We've written about eye-tracking hardware from Tobii a couple of times over the years. The company builds PC peripherals that can follow the gaze of your eyes and determine where on screen you're looking. Until now, much of Tobii's end-user products have tended to focus on gamers. They've used the eye tracking to either track how a game is being played (for example, to better understand how often you look at the minimap) or to add another style of input to a game—letting you aim where you're looking, for example.
Microsoft and Tobii announced a new feature that will expand eye control to work across Windows. Available in the latest Insider Preview builds, Eye Control lets you use tracking hardware to control a mouse cursor and an on-screen keyboard using the power of your gaze.

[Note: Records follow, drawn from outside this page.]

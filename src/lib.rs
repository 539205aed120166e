use r2d2::Pool;
use r2d2_sqlite::SqliteConnectionManager;

pub type DbPool = Pool<SqliteConnectionManager>;

pub mod config;
pub mod errors;
pub mod helper;
pub mod middleware;
pub mod models;
pub mod routes;
pub mod setup;
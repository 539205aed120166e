use crate::errors::BlogError;
use crate::helper::image_helpers::UploadedImage;
use crate::helper::sanitization_helpers;
use crate::helper::slug_helpers::slugify;
use crate::models::db_operations::{posts_db_operations, tags_db_operations, DbError};
use crate::models::{Comment, Post, PostInput, Tag, TagInput};
use actix_csrf::extractor::{CsrfCookie, CsrfGuarded, CsrfToken};
use actix_csrf::CsrfError;
use actix_multipart::Multipart;
use actix_web::web;
use futures_util::StreamExt;
use rusqlite::Connection;
use serde::{Deserialize, Serialize};
use std::collections::{BTreeMap, HashMap};
use url::form_urlencoded;

const MAX_NAME_LEN: usize = 100;
const REQUIRED: &str = "This field is required.";
const INVALID_IMAGE: &str =
    "Upload a valid image. The file you uploaded was either not an image or a corrupted image.";

/// Parses URL-encoded form data from bytes. Repeated keys keep the last value.
pub fn parse_form(form_bytes: &web::Bytes) -> Result<HashMap<String, String>, BlogError> {
    let body = std::str::from_utf8(form_bytes)
        .map_err(|_| BlogError::BadRequest("Invalid UTF-8 in request body.".to_string()))?;
    Ok(form_urlencoded::parse(body.as_bytes()).into_owned().collect())
}

pub const CSRF_FIELD: &str = "csrf_token";

/// Body of the button-only forms: delete, publish and logout.
#[derive(Deserialize)]
pub struct TokenForm {
    csrf_token: CsrfToken,
}

impl CsrfGuarded for TokenForm {
    fn csrf_token(&self) -> &CsrfToken {
        &self.csrf_token
    }
}

/// Compares a token read out of a multipart or hand-parsed body with the CSRF
/// cookie. The token is handed back so a re-rendered form can carry it again.
pub fn check_csrf(cookie: Option<&CsrfCookie>, submitted: &str) -> Result<String, BlogError> {
    let cookie = cookie.ok_or(CsrfError::MissingCookie)?;
    if submitted.is_empty() {
        return Err(CsrfError::MissingToken.into());
    }
    if !cookie.validate(submitted) {
        return Err(CsrfError::TokenMismatch.into());
    }
    Ok(submitted.to_string())
}

/// Field messages keyed by field name, rendered next to each input.
#[derive(Serialize, Debug, Default, Clone, PartialEq)]
pub struct FormErrors(BTreeMap<String, String>);

impl FormErrors {
    pub fn add(&mut self, field: &str, message: impl Into<String>) {
        self.0.entry(field.to_string()).or_insert_with(|| message.into());
    }

    pub fn is_empty(&self) -> bool {
        self.0.is_empty()
    }

    pub fn get(&self, field: &str) -> Option<&str> {
        self.0.get(field).map(String::as_str)
    }
}

/// Text fields and the optional image of a multipart form.
#[derive(Debug, Default)]
pub struct MultipartData {
    fields: HashMap<String, Vec<String>>,
    pub image: Option<UploadedImage>,
    pub image_error: Option<String>,
}

impl MultipartData {
    pub fn text(&self, name: &str) -> String {
        self.fields.get(name).and_then(|v| v.last()).cloned().unwrap_or_default()
    }

    pub fn all(&self, name: &str) -> Vec<String> {
        self.fields.get(name).cloned().unwrap_or_default()
    }

    pub fn checked(&self, name: &str) -> bool {
        self.fields.get(name).map_or(false, |v| v.iter().any(|s| !s.is_empty()))
    }

    #[cfg(test)]
    pub(crate) fn from_pairs(pairs: &[(&str, &str)], image: Option<UploadedImage>) -> Self {
        let mut data = MultipartData { image, ..Default::default() };
        for (k, v) in pairs {
            data.fields.entry(k.to_string()).or_default().push(v.to_string());
        }
        data
    }
}

/// Reads a whole multipart body. Text fields must be UTF-8; the `image` part is
/// kept in memory up to `max_image_bytes`, beyond which it is dropped and a
/// field error is recorded.
pub async fn read_multipart(mut payload: Multipart, max_image_bytes: u64) -> Result<MultipartData, BlogError> {
    let mut data = MultipartData::default();

    while let Some(item) = payload.next().await {
        let mut field = item.map_err(|e| BlogError::BadRequest(format!("Malformed multipart body: {}", e)))?;
        let name = field.content_disposition().get_name().unwrap_or_default().to_string();

        if name == "image" {
            let filename = field.content_disposition().get_filename().unwrap_or_default().to_string();
            let mut bytes = Vec::new();
            let mut too_large = false;
            while let Some(chunk) = field.next().await {
                let chunk = chunk.map_err(|e| BlogError::BadRequest(format!("Malformed multipart body: {}", e)))?;
                if bytes.len() as u64 + chunk.len() as u64 > max_image_bytes {
                    too_large = true;
                    bytes.clear();
                    continue;
                }
                if !too_large {
                    bytes.extend_from_slice(&chunk);
                }
            }
            if too_large {
                data.image_error = Some(format!(
                    "The image exceeds the maximum upload size of {} MB.",
                    max_image_bytes / (1024 * 1024)
                ));
            } else if !filename.is_empty() || !bytes.is_empty() {
                data.image = Some(UploadedImage { filename, bytes });
            }
        } else {
            let mut bytes = web::BytesMut::new();
            while let Some(chunk) = field.next().await {
                let chunk = chunk.map_err(|e| BlogError::BadRequest(format!("Malformed multipart body: {}", e)))?;
                bytes.extend_from_slice(&chunk);
            }
            let value = String::from_utf8(bytes.to_vec())
                .map_err(|_| BlogError::BadRequest("Invalid UTF-8 in form field.".to_string()))?;
            data.fields.entry(name).or_default().push(value);
        }
    }
    Ok(data)
}

fn check_name(errors: &mut FormErrors, field: &str, value: &str) {
    let len = value.chars().count();
    if value.is_empty() {
        errors.add(field, REQUIRED);
    } else if len > MAX_NAME_LEN {
        errors.add(field, format!("Ensure this value has at most {} characters (it has {}).", MAX_NAME_LEN, len));
    }
}

fn check_image(errors: &mut FormErrors, data_error: &Option<String>, image: &Option<UploadedImage>, clear: bool) {
    if let Some(message) = data_error {
        errors.add("image", message.clone());
    } else if let Some(image) = image {
        if image.safe_extension().is_none() {
            errors.add("image", INVALID_IMAGE);
        } else if clear {
            errors.add("image", "Please either submit a file or check the clear checkbox, not both.");
        }
    }
}

fn optional(value: &str) -> Option<String> {
    let trimmed = value.trim();
    if trimmed.is_empty() { None } else { Some(trimmed.to_string()) }
}

// --- Post ---

#[derive(Serialize, Debug, Default)]
pub struct PostForm {
    pub title: String,
    pub subheading: String,
    pub text: String,
    /// Raw submitted tag ids, kept for re-rendering the selection.
    pub tags: Vec<String>,
    #[serde(skip)]
    pub image: Option<UploadedImage>,
    #[serde(skip)]
    pub image_error: Option<String>,
    pub clear_image: bool,
}

impl PostForm {
    pub fn from_multipart(data: MultipartData) -> Self {
        PostForm {
            title: data.text("title").trim().to_string(),
            subheading: data.text("subheading"),
            text: data.text("text"),
            tags: data.all("tags").into_iter().filter(|t| !t.trim().is_empty()).collect(),
            clear_image: data.checked("image-clear"),
            image: data.image,
            image_error: data.image_error,
        }
    }

    /// Pre-filled form for editing an existing post.
    pub fn from_post(post: &Post) -> Self {
        PostForm {
            title: post.title.clone(),
            subheading: post.subheading.clone().unwrap_or_default(),
            text: post.text.clone().unwrap_or_default(),
            tags: post.tags.iter().map(|t| t.id.to_string()).collect(),
            ..Default::default()
        }
    }

    fn tag_ids(&self, errors: &mut FormErrors) -> Vec<i64> {
        let mut ids = Vec::new();
        for raw in &self.tags {
            match raw.trim().parse::<i64>() {
                Ok(id) if !ids.contains(&id) => ids.push(id),
                Ok(_) => {}
                Err(_) => errors.add("tags", format!("\"{}\" is not a valid value.", raw)),
            }
        }
        ids
    }

    /// Validates against the store. `post_id` excludes the post being edited
    /// from the uniqueness check.
    pub fn validate(&self, conn: &Connection, post_id: Option<i64>) -> Result<(PostInput, FormErrors), DbError> {
        let mut errors = FormErrors::default();

        check_name(&mut errors, "title", &self.title);
        if errors.get("title").is_none() && posts_db_operations::title_taken(conn, &self.title, post_id)? {
            errors.add("title", "Post with this Title already exists.");
        }

        let tag_ids = self.tag_ids(&mut errors);
        if errors.get("tags").is_none() && tags_db_operations::count_existing_tags(conn, &tag_ids)? != tag_ids.len() {
            errors.add("tags", "Select a valid choice. One of the selected topics is not available.");
        }

        check_image(&mut errors, &self.image_error, &self.image, self.clear_image);

        let text = sanitization_helpers::sanitize_rich_text(&self.text);
        let input = PostInput {
            title: self.title.clone(),
            subheading: optional(&self.subheading),
            text: optional(&text),
            tag_ids,
        };
        Ok((input, errors))
    }
}

// --- Tag ---

#[derive(Serialize, Debug, Default)]
pub struct TagForm {
    pub name: String,
    pub subheading: String,
    pub overview: String,
    #[serde(skip)]
    pub image: Option<UploadedImage>,
    #[serde(skip)]
    pub image_error: Option<String>,
    pub clear_image: bool,
}

impl TagForm {
    pub fn from_multipart(data: MultipartData) -> Self {
        TagForm {
            name: data.text("name").trim().to_string(),
            subheading: data.text("subheading"),
            overview: data.text("overview"),
            clear_image: data.checked("image-clear"),
            image: data.image,
            image_error: data.image_error,
        }
    }

    pub fn from_tag(tag: &Tag) -> Self {
        TagForm {
            name: tag.name.clone(),
            subheading: tag.subheading.clone(),
            overview: tag.overview.clone(),
            ..Default::default()
        }
    }

    /// Returns the cleaned input together with the slug derived from the name.
    pub fn validate(&self, conn: &Connection, tag_id: Option<i64>) -> Result<(TagInput, String, FormErrors), DbError> {
        let mut errors = FormErrors::default();
        let slug = slugify(&self.name);

        check_name(&mut errors, "name", &self.name);
        if errors.get("name").is_none() {
            if tags_db_operations::name_taken(conn, &self.name, tag_id)? {
                errors.add("name", "Tag with this Name already exists.");
            } else if slug.is_empty() {
                errors.add("name", "The name must contain at least one letter or digit.");
            } else if tags_db_operations::slug_taken(conn, &slug, tag_id)? {
                errors.add("name", "A tag with a similar name already exists.");
            }
        }

        if self.subheading.trim().is_empty() {
            errors.add("subheading", REQUIRED);
        }

        let overview = sanitization_helpers::sanitize_rich_text(&self.overview);
        if overview.trim().is_empty() {
            errors.add("overview", REQUIRED);
        }

        check_image(&mut errors, &self.image_error, &self.image, self.clear_image);

        let input = TagInput {
            name: self.name.clone(),
            subheading: self.subheading.trim().to_string(),
            overview,
        };
        Ok((input, slug, errors))
    }
}

// --- Comment ---

#[derive(Serialize, Debug, Default, Clone)]
pub struct CommentForm {
    pub text: String,
}

impl CommentForm {
    pub fn from_fields(fields: &HashMap<String, String>) -> Self {
        CommentForm { text: fields.get("text").cloned().unwrap_or_default() }
    }

    pub fn from_comment(comment: &Comment) -> Self {
        CommentForm { text: comment.text.clone() }
    }

    pub fn validate(&self) -> Result<String, FormErrors> {
        let text = self.text.trim();
        if text.is_empty() {
            let mut errors = FormErrors::default();
            errors.add("text", REQUIRED);
            return Err(errors);
        }
        Ok(text.to_string())
    }
}
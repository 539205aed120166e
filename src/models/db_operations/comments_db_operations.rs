use crate::models::db_operations::{optional_timestamp_column, timestamp_column, to_db_timestamp, DbError};
use crate::models::Comment;
use chrono::{DateTime, Utc};
use rusqlite::{params, Connection, OptionalExtension};

const COMMENT_COLUMNS: &str = "c.id, c.post_id, c.author_id, u.username, c.created_date, c.edited_date, c.text";

fn comment_from_row(row: &rusqlite::Row) -> rusqlite::Result<Comment> {
    Ok(Comment {
        id: row.get(0)?,
        post_id: row.get(1)?,
        author_id: row.get(2)?,
        author_username: row.get(3)?,
        created_date: timestamp_column(row, 4)?,
        edited_date: optional_timestamp_column(row, 5)?,
        text: row.get(6)?,
    })
}

pub fn insert_comment(
    conn: &Connection,
    post_id: i64,
    author_id: i64,
    text: &str,
    created: &DateTime<Utc>,
) -> Result<i64, DbError> {
    conn.execute(
        "INSERT INTO comments (post_id, author_id, created_date, text) VALUES (?1, ?2, ?3, ?4)",
        params![post_id, author_id, to_db_timestamp(created), text],
    )?;
    Ok(conn.last_insert_rowid())
}

pub fn read_comment(conn: &Connection, comment_id: i64) -> Result<Option<Comment>, DbError> {
    Ok(conn.query_row(
        &format!(
            "SELECT {} FROM comments c LEFT JOIN users u ON u.id = c.author_id WHERE c.id = ?1",
            COMMENT_COLUMNS
        ),
        [comment_id],
        comment_from_row,
    ).optional()?)
}

pub fn update_comment_text(conn: &Connection, comment_id: i64, text: &str, edited: &DateTime<Utc>) -> Result<(), DbError> {
    let changed = conn.execute(
        "UPDATE comments SET text = ?1, edited_date = ?2 WHERE id = ?3",
        params![text, to_db_timestamp(edited), comment_id],
    )?;
    if changed == 0 {
        return Err(DbError::NotFound(format!("comment {}", comment_id)));
    }
    Ok(())
}

pub fn delete_comment(conn: &Connection, comment_id: i64) -> Result<usize, DbError> {
    Ok(conn.execute("DELETE FROM comments WHERE id = ?1", [comment_id])?)
}

/// Newest first.
pub fn read_comments_for_post(conn: &Connection, post_id: i64, limit: u32, offset: u32) -> Result<Vec<Comment>, DbError> {
    let mut stmt = conn.prepare(&format!(
        "SELECT {} FROM comments c LEFT JOIN users u ON u.id = c.author_id
         WHERE c.post_id = ?1
         ORDER BY c.created_date DESC, c.id DESC
         LIMIT ?2 OFFSET ?3",
        COMMENT_COLUMNS
    ))?;
    let rows = stmt.query_map(params![post_id, limit, offset], comment_from_row)?;
    Ok(rows.collect::<rusqlite::Result<Vec<_>>>()?)
}

pub fn count_comments_for_post(conn: &Connection, post_id: i64) -> Result<u32, DbError> {
    let count: i64 = conn.query_row("SELECT COUNT(*) FROM comments WHERE post_id = ?1", [post_id], |row| row.get(0))?;
    Ok(count as u32)
}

Currently, this requires a specific piece of Tobii hardware, though the company is planning to expand this functionality to other devices in its range. In principle, other compatible devices will also work with Windows.
Microsoft is positioning Eye Control as an accessibility feature, and it says that the work originated with a hackathon request in 2014. Former NFL player Steve Gleason, who has amyotrophic lateral sclerosis (aka Lou Gehrig's disease or, for UK readers, motor neurone disease), wanted the company to help him address the challenges that come with the loss of muscle movement that his disease causes. The muscles controlling eye movement are often unaffected by the disease, making eye control a robust option. The hackathon produced a gaze-based way of controlling a wheelchair, and it inspired Microsoft to investigate the scope of eye control more extensively.
The new Windows 10 features are the first fruits of that work. The keyboard is a familiar variant of the existing Windows on-screen keyboard, with letters picked by dwelling on them for a moment. It even supports swipe typing; a longer gaze is used to pick the first letter, with subsequent letters picked just by glancing at the appropriate place.